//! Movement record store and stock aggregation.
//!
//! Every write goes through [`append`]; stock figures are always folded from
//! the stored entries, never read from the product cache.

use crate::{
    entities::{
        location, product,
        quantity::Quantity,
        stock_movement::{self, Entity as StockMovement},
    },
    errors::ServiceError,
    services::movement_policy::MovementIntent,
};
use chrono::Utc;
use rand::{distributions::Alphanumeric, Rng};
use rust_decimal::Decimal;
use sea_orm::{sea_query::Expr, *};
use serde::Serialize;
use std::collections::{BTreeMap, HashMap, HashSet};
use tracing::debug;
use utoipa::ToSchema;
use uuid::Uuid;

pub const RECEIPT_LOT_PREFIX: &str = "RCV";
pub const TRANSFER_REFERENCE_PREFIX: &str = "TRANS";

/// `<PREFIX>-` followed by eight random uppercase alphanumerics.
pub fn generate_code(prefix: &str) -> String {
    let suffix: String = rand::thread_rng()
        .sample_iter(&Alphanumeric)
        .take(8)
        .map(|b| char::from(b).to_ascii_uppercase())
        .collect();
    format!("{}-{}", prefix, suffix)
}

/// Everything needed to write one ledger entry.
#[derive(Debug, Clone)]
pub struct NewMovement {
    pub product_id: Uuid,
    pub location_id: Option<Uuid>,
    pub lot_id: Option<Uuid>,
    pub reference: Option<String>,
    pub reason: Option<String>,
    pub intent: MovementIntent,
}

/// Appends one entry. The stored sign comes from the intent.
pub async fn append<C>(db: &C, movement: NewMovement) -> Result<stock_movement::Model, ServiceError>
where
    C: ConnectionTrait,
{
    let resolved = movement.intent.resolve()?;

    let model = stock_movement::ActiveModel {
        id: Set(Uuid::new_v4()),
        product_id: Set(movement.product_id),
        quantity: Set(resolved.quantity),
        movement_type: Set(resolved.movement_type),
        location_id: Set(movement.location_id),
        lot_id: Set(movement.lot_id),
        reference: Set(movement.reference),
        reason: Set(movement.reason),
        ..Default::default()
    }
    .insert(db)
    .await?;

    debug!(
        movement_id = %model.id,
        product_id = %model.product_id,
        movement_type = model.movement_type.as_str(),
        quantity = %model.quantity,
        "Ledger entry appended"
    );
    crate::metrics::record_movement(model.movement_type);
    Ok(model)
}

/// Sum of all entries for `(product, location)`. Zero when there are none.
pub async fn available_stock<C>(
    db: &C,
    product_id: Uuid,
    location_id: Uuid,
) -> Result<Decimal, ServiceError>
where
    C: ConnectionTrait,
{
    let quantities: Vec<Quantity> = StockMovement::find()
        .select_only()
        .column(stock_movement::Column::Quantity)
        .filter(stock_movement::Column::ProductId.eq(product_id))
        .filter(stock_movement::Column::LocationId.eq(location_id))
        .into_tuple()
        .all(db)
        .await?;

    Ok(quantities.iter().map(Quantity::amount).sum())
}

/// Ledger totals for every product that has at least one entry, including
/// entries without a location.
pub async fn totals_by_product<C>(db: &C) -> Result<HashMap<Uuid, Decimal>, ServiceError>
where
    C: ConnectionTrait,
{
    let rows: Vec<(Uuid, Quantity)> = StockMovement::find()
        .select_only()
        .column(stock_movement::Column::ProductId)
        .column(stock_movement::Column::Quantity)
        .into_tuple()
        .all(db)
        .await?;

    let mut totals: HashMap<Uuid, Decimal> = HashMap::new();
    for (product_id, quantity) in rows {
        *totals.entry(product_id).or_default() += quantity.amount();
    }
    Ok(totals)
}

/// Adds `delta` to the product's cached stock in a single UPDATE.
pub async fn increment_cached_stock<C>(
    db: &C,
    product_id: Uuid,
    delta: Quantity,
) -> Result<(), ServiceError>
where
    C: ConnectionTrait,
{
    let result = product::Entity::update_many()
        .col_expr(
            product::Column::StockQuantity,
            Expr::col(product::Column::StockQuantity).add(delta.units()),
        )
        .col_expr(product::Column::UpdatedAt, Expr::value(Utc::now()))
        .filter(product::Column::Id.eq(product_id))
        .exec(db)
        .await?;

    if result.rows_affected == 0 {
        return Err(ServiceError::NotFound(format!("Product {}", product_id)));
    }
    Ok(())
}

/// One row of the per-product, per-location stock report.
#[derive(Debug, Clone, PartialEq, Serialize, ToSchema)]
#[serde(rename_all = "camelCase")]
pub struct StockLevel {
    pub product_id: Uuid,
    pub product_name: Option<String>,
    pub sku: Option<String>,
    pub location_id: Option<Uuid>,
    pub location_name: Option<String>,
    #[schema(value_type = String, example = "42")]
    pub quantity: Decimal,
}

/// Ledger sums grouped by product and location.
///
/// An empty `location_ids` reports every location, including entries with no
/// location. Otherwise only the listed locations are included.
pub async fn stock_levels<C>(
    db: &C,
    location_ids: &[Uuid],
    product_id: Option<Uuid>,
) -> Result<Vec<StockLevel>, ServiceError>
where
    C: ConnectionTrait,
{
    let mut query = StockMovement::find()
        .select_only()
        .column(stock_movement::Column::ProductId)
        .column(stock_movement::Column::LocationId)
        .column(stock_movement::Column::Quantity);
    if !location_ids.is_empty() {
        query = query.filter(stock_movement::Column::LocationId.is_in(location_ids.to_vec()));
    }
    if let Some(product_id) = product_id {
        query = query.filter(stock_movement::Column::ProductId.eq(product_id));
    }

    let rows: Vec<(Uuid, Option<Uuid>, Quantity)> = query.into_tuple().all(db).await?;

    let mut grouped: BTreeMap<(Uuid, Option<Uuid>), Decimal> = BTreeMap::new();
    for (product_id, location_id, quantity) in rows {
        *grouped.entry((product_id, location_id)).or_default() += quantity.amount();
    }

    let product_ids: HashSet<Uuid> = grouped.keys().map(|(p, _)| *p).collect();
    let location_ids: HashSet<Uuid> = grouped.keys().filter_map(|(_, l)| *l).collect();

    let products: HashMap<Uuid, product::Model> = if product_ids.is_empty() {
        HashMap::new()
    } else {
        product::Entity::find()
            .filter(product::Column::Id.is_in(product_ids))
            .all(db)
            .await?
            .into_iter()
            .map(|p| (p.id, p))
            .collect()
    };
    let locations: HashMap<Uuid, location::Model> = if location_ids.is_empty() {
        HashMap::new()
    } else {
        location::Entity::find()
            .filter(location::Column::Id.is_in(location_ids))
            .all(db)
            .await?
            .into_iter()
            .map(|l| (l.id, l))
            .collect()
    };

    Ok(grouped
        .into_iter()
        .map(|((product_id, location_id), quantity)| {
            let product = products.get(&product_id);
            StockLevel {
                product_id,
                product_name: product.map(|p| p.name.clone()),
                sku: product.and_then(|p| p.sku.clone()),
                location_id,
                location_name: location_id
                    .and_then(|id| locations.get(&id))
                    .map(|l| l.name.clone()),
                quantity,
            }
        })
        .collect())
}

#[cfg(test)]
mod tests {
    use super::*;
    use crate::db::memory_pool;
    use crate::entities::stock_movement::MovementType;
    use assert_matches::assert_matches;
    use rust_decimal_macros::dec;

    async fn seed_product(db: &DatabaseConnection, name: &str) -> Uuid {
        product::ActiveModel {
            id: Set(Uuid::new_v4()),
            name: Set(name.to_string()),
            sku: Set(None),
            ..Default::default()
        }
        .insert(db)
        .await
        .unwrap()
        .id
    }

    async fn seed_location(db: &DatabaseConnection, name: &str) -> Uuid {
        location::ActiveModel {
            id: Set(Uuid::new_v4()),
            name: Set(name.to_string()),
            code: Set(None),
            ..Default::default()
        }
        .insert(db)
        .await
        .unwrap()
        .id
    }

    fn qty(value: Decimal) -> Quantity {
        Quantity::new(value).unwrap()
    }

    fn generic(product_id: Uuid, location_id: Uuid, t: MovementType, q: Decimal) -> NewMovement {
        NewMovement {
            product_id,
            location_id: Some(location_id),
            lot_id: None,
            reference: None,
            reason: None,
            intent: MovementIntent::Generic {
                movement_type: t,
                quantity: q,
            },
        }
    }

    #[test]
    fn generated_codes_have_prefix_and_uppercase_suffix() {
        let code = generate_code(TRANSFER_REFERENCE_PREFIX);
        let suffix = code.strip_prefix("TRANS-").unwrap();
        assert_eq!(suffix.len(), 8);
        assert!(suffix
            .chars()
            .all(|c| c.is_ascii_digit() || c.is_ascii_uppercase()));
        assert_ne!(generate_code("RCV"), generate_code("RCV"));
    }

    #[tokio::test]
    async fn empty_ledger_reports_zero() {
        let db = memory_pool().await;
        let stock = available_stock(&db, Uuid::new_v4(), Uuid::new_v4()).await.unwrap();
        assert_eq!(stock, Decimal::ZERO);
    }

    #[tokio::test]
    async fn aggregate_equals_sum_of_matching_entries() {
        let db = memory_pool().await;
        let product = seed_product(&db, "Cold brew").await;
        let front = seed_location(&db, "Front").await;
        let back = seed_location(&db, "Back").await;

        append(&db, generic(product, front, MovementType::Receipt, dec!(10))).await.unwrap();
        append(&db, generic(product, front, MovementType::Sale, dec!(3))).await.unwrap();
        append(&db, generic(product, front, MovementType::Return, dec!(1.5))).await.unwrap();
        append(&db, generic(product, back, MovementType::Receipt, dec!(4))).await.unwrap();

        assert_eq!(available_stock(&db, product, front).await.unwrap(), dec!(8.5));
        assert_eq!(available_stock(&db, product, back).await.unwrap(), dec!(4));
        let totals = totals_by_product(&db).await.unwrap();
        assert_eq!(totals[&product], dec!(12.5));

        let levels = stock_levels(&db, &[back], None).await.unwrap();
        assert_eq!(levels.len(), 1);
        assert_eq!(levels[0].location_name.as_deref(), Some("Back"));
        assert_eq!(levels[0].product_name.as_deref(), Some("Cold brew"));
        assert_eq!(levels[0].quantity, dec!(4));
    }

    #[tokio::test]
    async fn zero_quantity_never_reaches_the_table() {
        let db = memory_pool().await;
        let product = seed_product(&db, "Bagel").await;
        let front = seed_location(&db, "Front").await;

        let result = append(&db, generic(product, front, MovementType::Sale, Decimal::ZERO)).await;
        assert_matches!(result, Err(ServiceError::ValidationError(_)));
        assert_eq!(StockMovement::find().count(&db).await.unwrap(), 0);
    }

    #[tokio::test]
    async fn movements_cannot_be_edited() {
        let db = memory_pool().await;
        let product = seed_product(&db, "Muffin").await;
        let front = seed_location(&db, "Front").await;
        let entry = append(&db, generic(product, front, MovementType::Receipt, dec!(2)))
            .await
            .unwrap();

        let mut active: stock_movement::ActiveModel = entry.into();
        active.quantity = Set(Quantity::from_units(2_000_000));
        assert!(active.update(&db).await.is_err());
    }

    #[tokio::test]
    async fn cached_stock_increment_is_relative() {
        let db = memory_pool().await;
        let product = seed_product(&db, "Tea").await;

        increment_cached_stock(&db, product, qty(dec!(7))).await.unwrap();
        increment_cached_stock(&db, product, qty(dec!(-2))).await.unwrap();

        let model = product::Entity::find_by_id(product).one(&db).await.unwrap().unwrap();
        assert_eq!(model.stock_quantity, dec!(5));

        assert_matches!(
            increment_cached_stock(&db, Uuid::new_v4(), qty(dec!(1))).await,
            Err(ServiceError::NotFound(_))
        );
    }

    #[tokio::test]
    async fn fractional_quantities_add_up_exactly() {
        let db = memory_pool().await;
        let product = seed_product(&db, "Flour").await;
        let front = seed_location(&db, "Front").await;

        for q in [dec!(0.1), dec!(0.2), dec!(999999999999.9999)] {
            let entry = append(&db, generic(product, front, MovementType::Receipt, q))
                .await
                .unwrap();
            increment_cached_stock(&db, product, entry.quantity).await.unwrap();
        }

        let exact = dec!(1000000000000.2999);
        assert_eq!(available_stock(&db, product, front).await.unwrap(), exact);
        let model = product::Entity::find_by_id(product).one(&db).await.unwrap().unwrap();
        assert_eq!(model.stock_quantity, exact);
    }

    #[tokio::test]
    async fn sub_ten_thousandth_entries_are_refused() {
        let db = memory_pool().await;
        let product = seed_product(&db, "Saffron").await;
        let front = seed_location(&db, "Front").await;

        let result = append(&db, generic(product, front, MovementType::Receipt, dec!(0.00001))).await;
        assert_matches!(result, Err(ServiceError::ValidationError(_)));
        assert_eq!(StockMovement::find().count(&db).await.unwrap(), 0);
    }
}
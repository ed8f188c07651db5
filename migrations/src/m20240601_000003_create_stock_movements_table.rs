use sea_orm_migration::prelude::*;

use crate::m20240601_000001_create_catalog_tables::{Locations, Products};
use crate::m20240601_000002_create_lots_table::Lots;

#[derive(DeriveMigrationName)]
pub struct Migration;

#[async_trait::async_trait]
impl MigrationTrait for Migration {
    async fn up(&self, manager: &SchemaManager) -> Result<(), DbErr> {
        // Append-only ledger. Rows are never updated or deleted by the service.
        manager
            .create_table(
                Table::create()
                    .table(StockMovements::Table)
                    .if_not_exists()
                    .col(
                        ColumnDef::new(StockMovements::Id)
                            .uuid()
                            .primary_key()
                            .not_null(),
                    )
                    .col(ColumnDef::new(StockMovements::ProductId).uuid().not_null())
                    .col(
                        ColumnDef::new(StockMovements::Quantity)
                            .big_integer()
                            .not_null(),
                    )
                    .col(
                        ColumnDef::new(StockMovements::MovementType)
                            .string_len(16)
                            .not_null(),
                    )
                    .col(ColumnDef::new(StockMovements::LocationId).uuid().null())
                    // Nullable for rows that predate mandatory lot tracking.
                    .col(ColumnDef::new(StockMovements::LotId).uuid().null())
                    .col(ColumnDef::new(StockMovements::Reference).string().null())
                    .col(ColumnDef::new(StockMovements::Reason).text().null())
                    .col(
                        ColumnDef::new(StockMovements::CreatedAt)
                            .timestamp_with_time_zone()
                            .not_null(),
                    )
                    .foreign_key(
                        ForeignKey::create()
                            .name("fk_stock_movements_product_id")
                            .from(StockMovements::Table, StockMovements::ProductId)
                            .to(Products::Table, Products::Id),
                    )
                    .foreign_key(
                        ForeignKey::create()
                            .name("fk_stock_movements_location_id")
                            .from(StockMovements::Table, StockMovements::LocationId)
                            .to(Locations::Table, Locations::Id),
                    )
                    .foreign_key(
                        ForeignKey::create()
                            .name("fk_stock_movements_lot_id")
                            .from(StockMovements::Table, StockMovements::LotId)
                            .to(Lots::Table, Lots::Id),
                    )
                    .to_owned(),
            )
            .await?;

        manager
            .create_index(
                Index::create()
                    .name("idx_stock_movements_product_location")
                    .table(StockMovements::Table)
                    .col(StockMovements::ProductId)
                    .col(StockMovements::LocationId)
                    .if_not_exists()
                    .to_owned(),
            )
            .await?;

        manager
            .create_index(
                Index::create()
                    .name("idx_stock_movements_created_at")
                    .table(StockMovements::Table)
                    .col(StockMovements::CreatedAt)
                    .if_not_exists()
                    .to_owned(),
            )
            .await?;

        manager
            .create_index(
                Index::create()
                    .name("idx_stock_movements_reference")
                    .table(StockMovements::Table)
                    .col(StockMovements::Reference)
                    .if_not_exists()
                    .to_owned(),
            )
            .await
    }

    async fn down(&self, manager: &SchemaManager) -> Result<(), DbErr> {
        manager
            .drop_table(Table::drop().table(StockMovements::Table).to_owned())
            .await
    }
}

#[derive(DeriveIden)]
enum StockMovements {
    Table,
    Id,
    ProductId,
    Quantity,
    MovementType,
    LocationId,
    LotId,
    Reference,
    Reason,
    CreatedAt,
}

========================================

• **Task objective**:
Whenever the word "Serialize" occurs in a line of the records, that line counts toward the total; state the total only.

• **Solution**:
2